• **WHAT THE TASK ASKS**
Reproduce the data below line by line, from its first line to the line with "use aws_smithy_runtime_api::client::result::SdkError;", both included, and nothing past that point.

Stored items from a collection
####
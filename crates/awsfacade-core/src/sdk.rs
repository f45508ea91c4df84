//! Conversion of SDK failures into [`FacadeError`].

use aws_smithy_runtime_api::client::orchestrator::HttpResponse;
use aws_smithy_runtime_api::client::result::SdkError;
use aws_smithy_types::error::display::DisplayErrorContext;
use aws_smithy_types::error::metadata::ProvideErrorMetadata;

use crate::error::FacadeError;

/// Map an SDK operation error into a [`FacadeError`].
///
/// Service errors are classified by their error code. When a service error
/// carries no code (HEAD requests have no body), the HTTP status decides:
/// 403 is a permission failure, 404 a missing resource. Construction,
/// timeout and dispatch failures become [`FacadeError::Unknown`].
pub fn from_sdk_error<E>(context: &str, err: SdkError<E, HttpResponse>) -> FacadeError
where
    E: ProvideErrorMetadata + std::error::Error + Send + Sync + 'static,
{
    let code = err
        .as_service_error()
        .and_then(ProvideErrorMetadata::code)
        .map(ToOwned::to_owned)
        .or_else(|| {
            err.raw_response()
                .and_then(|resp| match resp.status().as_u16() {
                    403 => Some("AccessDenied".to_owned()),
                    404 => Some("NotFound".to_owned()),
                    429 => Some("Throttling".to_owned()),
                    _ => None,
                })
        });
    let detail = err
        .as_service_error()
        .and_then(ProvideErrorMetadata::message)
        .map_or_else(|| DisplayErrorContext(&err).to_string(), ToOwned::to_owned);

    FacadeError::from_code(code.as_deref(), format!("{context}: {detail}"))
}

/// Extension trait so SDK calls can be finished with `.map_facade_err(..)?`.
pub trait SdkResultExt<T> {
    /// Convert the error half into a [`FacadeError`], prefixing `context`.
    fn map_facade_err(self, context: impl AsRef<str>) -> Result<T, FacadeError>;
}

impl<T, E> SdkResultExt<T> for Result<T, SdkError<E, HttpResponse>>
where
    E: ProvideErrorMetadata + std::error::Error + Send + Sync + 'static,
{
    fn map_facade_err(self, context: impl AsRef<str>) -> Result<T, FacadeError> {
        self.map_err(|err| from_sdk_error(context.as_ref(), err))
    }
}
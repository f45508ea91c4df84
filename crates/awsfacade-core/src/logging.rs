//! Tracing setup.
//!
//! The library crates only emit `tracing` events inside the span each facade
//! is given; installing a subscriber is left to binaries and tests.

use std::sync::Once;

use anyhow::{Context, Result};
use tracing_subscriber::EnvFilter;

static TEST_INIT: Once = Once::new();

/// Initialize the global tracing subscriber.
///
/// Uses `RUST_LOG` if set, otherwise falls back to `log_level`.
pub fn init_tracing(log_level: &str) -> Result<()> {
    let filter = if std::env::var("RUST_LOG").is_ok() {
        EnvFilter::from_default_env()
    } else {
        EnvFilter::try_new(log_level)
            .with_context(|| format!("invalid log level filter: {log_level}"))?
    };

    tracing_subscriber::fmt()
        .with_env_filter(filter)
        .with_target(true)
        .try_init()
        .map_err(|e| anyhow::anyhow!("failed to install tracing subscriber: {e}"))?;

    Ok(())
}

/// Install a test-friendly subscriber once per process.
pub fn init_test_tracing() {
    TEST_INIT.call_once(|| {
        let _ = tracing_subscriber::fmt()
            .with_env_filter(
                EnvFilter::try_from_default_env().unwrap_or_else(|_| EnvFilter::new("warn")),
            )
            .with_test_writer()
            .try_init();
    });
}

/// Default span handed to a facade for the given service.
#[must_use]
pub fn service_span(service: &'static str) -> tracing::Span {
    tracing::info_span!("facade", service)
}
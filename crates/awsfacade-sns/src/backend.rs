//! The seam between [`TopicFacade`](crate::TopicFacade) and a provider.

use async_trait::async_trait;
use awsfacade_core::{FacadeResult, Page};

use crate::types::{Protocol, PublishReceipt, Subscription, Topic};

/// Pub/sub operations, one provider request each. Listings are paged by the
/// provider at [`LIST_PAGE_SIZE`](crate::LIST_PAGE_SIZE).
#[async_trait]
pub trait TopicBackend: Send + Sync + std::fmt::Debug {
    /// Create a topic (or return the existing one) and return its ARN.
    async fn create_topic(&self, name: &str) -> FacadeResult<String>;

    /// Delete a topic and its subscriptions.
    async fn delete_topic(&self, topic_arn: &str) -> FacadeResult<()>;

    /// One page of topics.
    async fn list_topics(&self, page_token: Option<&str>) -> FacadeResult<Page<Topic>>;

    /// One page of all subscriptions.
    async fn list_subscriptions(&self, page_token: Option<&str>) -> FacadeResult<Page<Subscription>>;

    /// One page of the subscriptions of a topic.
    async fn list_subscriptions_by_topic(
        &self,
        topic_arn: &str,
        page_token: Option<&str>,
    ) -> FacadeResult<Page<Subscription>>;

    /// Subscribe an endpoint; returns the subscription ARN.
    async fn subscribe(
        &self,
        topic_arn: &str,
        endpoint: &str,
        protocol: &Protocol,
    ) -> FacadeResult<String>;

    /// Publish a message.
    async fn publish(
        &self,
        topic_arn: &str,
        message: &str,
        subject: Option<&str>,
    ) -> FacadeResult<PublishReceipt>;

    /// Remove a subscription.
    async fn unsubscribe(&self, subscription_arn: &str) -> FacadeResult<()>;
}
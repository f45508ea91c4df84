//! Object storage facade.
//!
//! [`StorageFacade`] wraps a [`StorageBackend`]: [`SdkStorage`] talks to S3
//! through `aws-sdk-s3`, [`MemoryStorage`] keeps buckets in process memory.
//!
//! ```no_run
//! # async fn demo() -> awsfacade_core::FacadeResult<()> {
//! use awsfacade_core::FacadeConfig;
//! use awsfacade_s3::{SdkStorage, StorageFacade};
//!
//! let config = FacadeConfig::from_env();
//! let sdk_config = config.load_sdk_config().await;
//! let s3 = StorageFacade::new(
//!     SdkStorage::from_sdk_config(&sdk_config, config.force_path_style),
//!     &config,
//! );
//! let bucket = s3.get_bucket("my-bucket", true, None).await?;
//! # let _ = bucket;
//! # Ok(())
//! # }
//! ```

mod backend;
mod facade;
mod memory;
mod sdk;
mod types;

pub use backend::StorageBackend;
pub use facade::StorageFacade;
pub use memory::MemoryStorage;
pub use sdk::SdkStorage;
pub use types::{
    BucketHandle, DeleteOutcome, DeletePage, DownloadedObject, MAX_DELETE_BATCH, ObjectHandle,
    ObjectVersionRef, VersioningStatus,
};
//! Topic, subscription and publish types.

use std::fmt;
use std::str::FromStr;

use chrono::{DateTime, Utc};
use serde::{Deserialize, Serialize};

/// Topics and subscriptions per list page.
pub const LIST_PAGE_SIZE: usize = 100;

/// A topic.
#[derive(Debug, Clone, PartialEq, Eq, Hash, Serialize, Deserialize)]
#[serde(rename_all = "camelCase")]
pub struct Topic {
    /// Topic ARN.
    pub arn: String,
}

impl Topic {
    /// Wrap an ARN.
    #[must_use]
    pub fn new(arn: impl Into<String>) -> Self {
        Self { arn: arn.into() }
    }

    /// Topic name: the last `:`-separated ARN segment.
    #[must_use]
    pub fn name(&self) -> &str {
        self.arn.rsplit(':').next().unwrap_or(&self.arn)
    }
}

/// Delivery protocol of a subscription.
#[derive(Debug, Clone, Default, PartialEq, Eq, Hash, Serialize, Deserialize)]
pub enum Protocol {
    /// Text message to a phone number.
    #[default]
    Sms,
    /// Email.
    Email,
    /// Email with a JSON body.
    EmailJson,
    /// HTTP POST.
    Http,
    /// HTTPS POST.
    Https,
    /// Queue.
    Sqs,
    /// Function.
    Lambda,
    /// Mobile push endpoint.
    Application,
    /// Delivery stream.
    Firehose,
    /// Any protocol not listed above.
    Other(String),
}

impl Protocol {
    /// Provider spelling.
    #[must_use]
    pub fn as_str(&self) -> &str {
        match self {
            Self::Sms => "sms",
            Self::Email => "email",
            Self::EmailJson => "email-json",
            Self::Http => "http",
            Self::Https => "https",
            Self::Sqs => "sqs",
            Self::Lambda => "lambda",
            Self::Application => "application",
            Self::Firehose => "firehose",
            Self::Other(other) => other,
        }
    }
}

impl FromStr for Protocol {
    type Err = std::convert::Infallible;

    fn from_str(s: &str) -> Result<Self, Self::Err> {
        Ok(match s {
            "sms" => Self::Sms,
            "email" => Self::Email,
            "email-json" => Self::EmailJson,
            "http" => Self::Http,
            "https" => Self::Https,
            "sqs" => Self::Sqs,
            "lambda" => Self::Lambda,
            "application" => Self::Application,
            "firehose" => Self::Firehose,
            other => Self::Other(other.to_owned()),
        })
    }
}

impl fmt::Display for Protocol {
    fn fmt(&self, f: &mut fmt::Formatter<'_>) -> fmt::Result {
        f.write_str(self.as_str())
    }
}

/// A subscription of an endpoint to a topic.
#[derive(Debug, Clone, PartialEq, Eq, Serialize, Deserialize)]
#[serde(rename_all = "camelCase")]
pub struct Subscription {
    /// Subscription ARN (`PendingConfirmation` until the endpoint confirms,
    /// for protocols that require it).
    pub arn: String,
    /// Topic ARN.
    pub topic_arn: String,
    /// Delivery protocol.
    pub protocol: Protocol,
    /// Delivery endpoint.
    pub endpoint: String,
    /// Owning account.
    pub owner: Option<String>,
}

/// Receipt of a published message.
#[derive(Debug, Clone, PartialEq, Eq, Serialize, Deserialize)]
#[serde(rename_all = "camelCase")]
pub struct PublishReceipt {
    /// Provider message id.
    pub message_id: String,
    /// Sequence number (FIFO topics only).
    pub sequence_number: Option<String>,
}

/// A message accepted by the in-memory backend.
#[derive(Debug, Clone, PartialEq, Eq)]
pub struct PublishedMessage {
    /// Message id returned to the publisher.
    pub message_id: String,
    /// Target topic ARN.
    pub topic_arn: String,
    /// Body.
    pub message: String,
    /// Subject line.
    pub subject: Option<String>,
    /// Acceptance time.
    pub published_at: DateTime<Utc>,
}

#[cfg(test)]
mod tests {
    use super::*;

    #[test]
    fn test_should_take_topic_name_from_arn() {
        let topic = Topic::new("arn:aws:sns:us-east-1:000000000000:alerts");
        assert_eq!(topic.name(), "alerts");
    }

    #[test]
    fn test_should_parse_protocols() {
        assert_eq!("sms".parse::<Protocol>().unwrap(), Protocol::Sms);
        assert_eq!("email-json".parse::<Protocol>().unwrap(), Protocol::EmailJson);
        assert_eq!(
            "carrier-pigeon".parse::<Protocol>().unwrap(),
            Protocol::Other("carrier-pigeon".into())
        );
        assert_eq!(Protocol::default().as_str(), "sms");
    }
}
#[cfg(test)]
mod tests {
    use awsfacade_core::ErrorKind;

    use super::*;

    async fn write_temp(dir: &tempfile::TempDir, name: &str, body: &str) -> std::path::PathBuf {
        let path = dir.path().join(name);
        tokio::fs::write(&path, body).await.unwrap();
        path
    }

    #[tokio::test]
    async fn test_should_reject_duplicate_bucket() {
        let storage = MemoryStorage::new();
        storage.create_bucket("b", "us-east-2").await.unwrap();
        let err = storage.create_bucket("b", "us-east-2").await.unwrap_err();
        assert_eq!(err.kind(), ErrorKind::AlreadyExists);
        assert_eq!(storage.bucket_creations(), 1);
    }

    #[tokio::test]
    async fn test_should_refuse_to_delete_non_empty_bucket() {
        let dir = tempfile::tempdir().unwrap();
        let storage = MemoryStorage::new();
        storage.create_bucket("b", "us-east-2").await.unwrap();
        let src = write_temp(&dir, "f.txt", "x").await;
        storage.upload_file("b", "k", &src).await.unwrap();

        let err = storage.delete_bucket("b").await.unwrap_err();
        assert!(matches!(err, FacadeError::Unknown { ref code, .. } if code.as_deref() == Some("BucketNotEmpty")));

        let err = storage.delete_bucket("missing").await.unwrap_err();
        assert!(err.is_not_found());
    }

    #[tokio::test]
    async fn test_should_replace_null_version_when_unversioned() {
        let dir = tempfile::tempdir().unwrap();
        let storage = MemoryStorage::new();
        storage.create_bucket("b", "us-east-2").await.unwrap();
        let src = write_temp(&dir, "f.txt", "one").await;
        storage.upload_file("b", "k", &src).await.unwrap();
        storage.upload_file("b", "k", &src).await.unwrap();
        assert_eq!(storage.version_count("b"), 1);
    }

    #[tokio::test]
    async fn test_should_leave_delete_marker_when_versioned() {
        let dir = tempfile::tempdir().unwrap();
        let storage = MemoryStorage::new();
        storage.create_bucket("b", "us-east-2").await.unwrap();
        storage.put_versioning("b", VersioningStatus::Enabled).await.unwrap();
        let src = write_temp(&dir, "f.txt", "one").await;
        storage.upload_file("b", "k", &src).await.unwrap();
        storage.delete_object("b", "k", None).await.unwrap();

        let listed = storage.list_objects("b", None, &PageRequest::first()).await.unwrap();
        assert!(listed.is_empty());

        let versions = storage
            .list_object_versions("b", None, &PageRequest::first())
            .await
            .unwrap();
        assert_eq!(versions.len(), 2);
        assert!(versions.items[0].is_delete_marker);
        assert!(versions.items[0].is_latest);
        assert!(!versions.items[1].is_delete_marker);
    }

    #[tokio::test]
    async fn test_should_page_versions_without_skipping() {
        let dir = tempfile::tempdir().unwrap();
        let storage = MemoryStorage::new();
        storage.create_bucket("b", "us-east-2").await.unwrap();
        storage.put_versioning("b", VersioningStatus::Enabled).await.unwrap();
        let src = write_temp(&dir, "f.txt", "v").await;
        for key in ["a", "b", "c"] {
            storage.upload_file("b", key, &src).await.unwrap();
            storage.upload_file("b", key, &src).await.unwrap();
        }

        let mut req = PageRequest::with_limit(4);
        let mut seen = Vec::new();
        loop {
            let page = storage.list_object_versions("b", None, &req).await.unwrap();
            seen.extend(page.items.iter().map(|v| v.version_id.clone()));
            match page.next_token {
                Some(token) => req = req.after(token),
                None => break,
            }
        }
        seen.sort();
        seen.dedup();
        assert_eq!(seen.len(), 6);
    }

    #[tokio::test]
    async fn test_should_fail_download_of_missing_version() {
        let dir = tempfile::tempdir().unwrap();
        let storage = MemoryStorage::new();
        storage.create_bucket("b", "us-east-2").await.unwrap();
        let src = write_temp(&dir, "f.txt", "v").await;
        storage.upload_file("b", "k", &src).await.unwrap();

        let err = storage
            .download_file("b", "k", Some("nope"), &dir.path().join("out"))
            .await
            .unwrap_err();
        assert!(err.is_not_found());
    }

    #[tokio::test]
    async fn test_should_tag_objects_with_md5_etag() {
        let dir = tempfile::tempdir().unwrap();
        let storage = MemoryStorage::new();
        storage.create_bucket("b", "us-east-2").await.unwrap();
        let src = write_temp(&dir, "f.txt", "hello").await;
        let handle = storage.upload_file("b", "k", &src).await.unwrap();
        assert_eq!(
            handle.e_tag.as_deref(),
            Some("\"5d41402abc4b2a76b9719d911017c592\"")
        );

        let listed = storage.list_objects("b", None, &PageRequest::first()).await.unwrap();
        assert_eq!(listed.items[0].e_tag, handle.e_tag);
    }

    #[tokio::test]
    async fn test_should_page_objects_by_token() {
        let dir = tempfile::tempdir().unwrap();
        let storage = MemoryStorage::new();
        storage.create_bucket("b", "us-east-2").await.unwrap();
        let src = write_temp(&dir, "f.txt", "v").await;
        for key in ["logs/a", "logs/b", "logs/c", "logs/d", "logs/e", "other"] {
            storage.upload_file("b", key, &src).await.unwrap();
        }

        let first = storage
            .list_objects("b", Some("logs/"), &PageRequest::with_limit(2))
            .await
            .unwrap();
        let keys: Vec<_> = first.items.iter().map(|o| o.key.as_str()).collect();
        assert_eq!(keys, ["logs/a", "logs/b"]);
        assert_eq!(first.next_token.as_deref(), Some("logs/b"));

        let mut req = PageRequest::with_limit(2).after("logs/b");
        let mut rest = Vec::new();
        loop {
            let page = storage.list_objects("b", Some("logs/"), &req).await.unwrap();
            rest.extend(page.items.into_iter().map(|o| o.key));
            match page.next_token {
                Some(token) => req = req.after(token),
                None => break,
            }
        }
        assert_eq!(rest, ["logs/c", "logs/d", "logs/e"]);
    }

    #[tokio::test]
    async fn test_should_not_report_more_when_page_is_exactly_full() {
        let dir = tempfile::tempdir().unwrap();
        let storage = MemoryStorage::new();
        storage.create_bucket("b", "us-east-2").await.unwrap();
        let src = write_temp(&dir, "f.txt", "v").await;
        for key in ["a", "b"] {
            storage.upload_file("b", key, &src).await.unwrap();
        }

        let page = storage
            .list_objects("b", None, &PageRequest::with_limit(2))
            .await
            .unwrap();
        assert_eq!(page.len(), 2);
        assert!(!page.has_more());
    }
}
####
• **ANSWER TO THIS PROBLEM**
filename crates/awsfacade-core/src/sdk.rs
repository f45508ea91c4df84
//! Conversion of SDK failures into [`FacadeError`].

use aws_smithy_runtime_api::client::orchestrator::HttpResponse;
use aws_smithy_runtime_api::client::result::SdkError;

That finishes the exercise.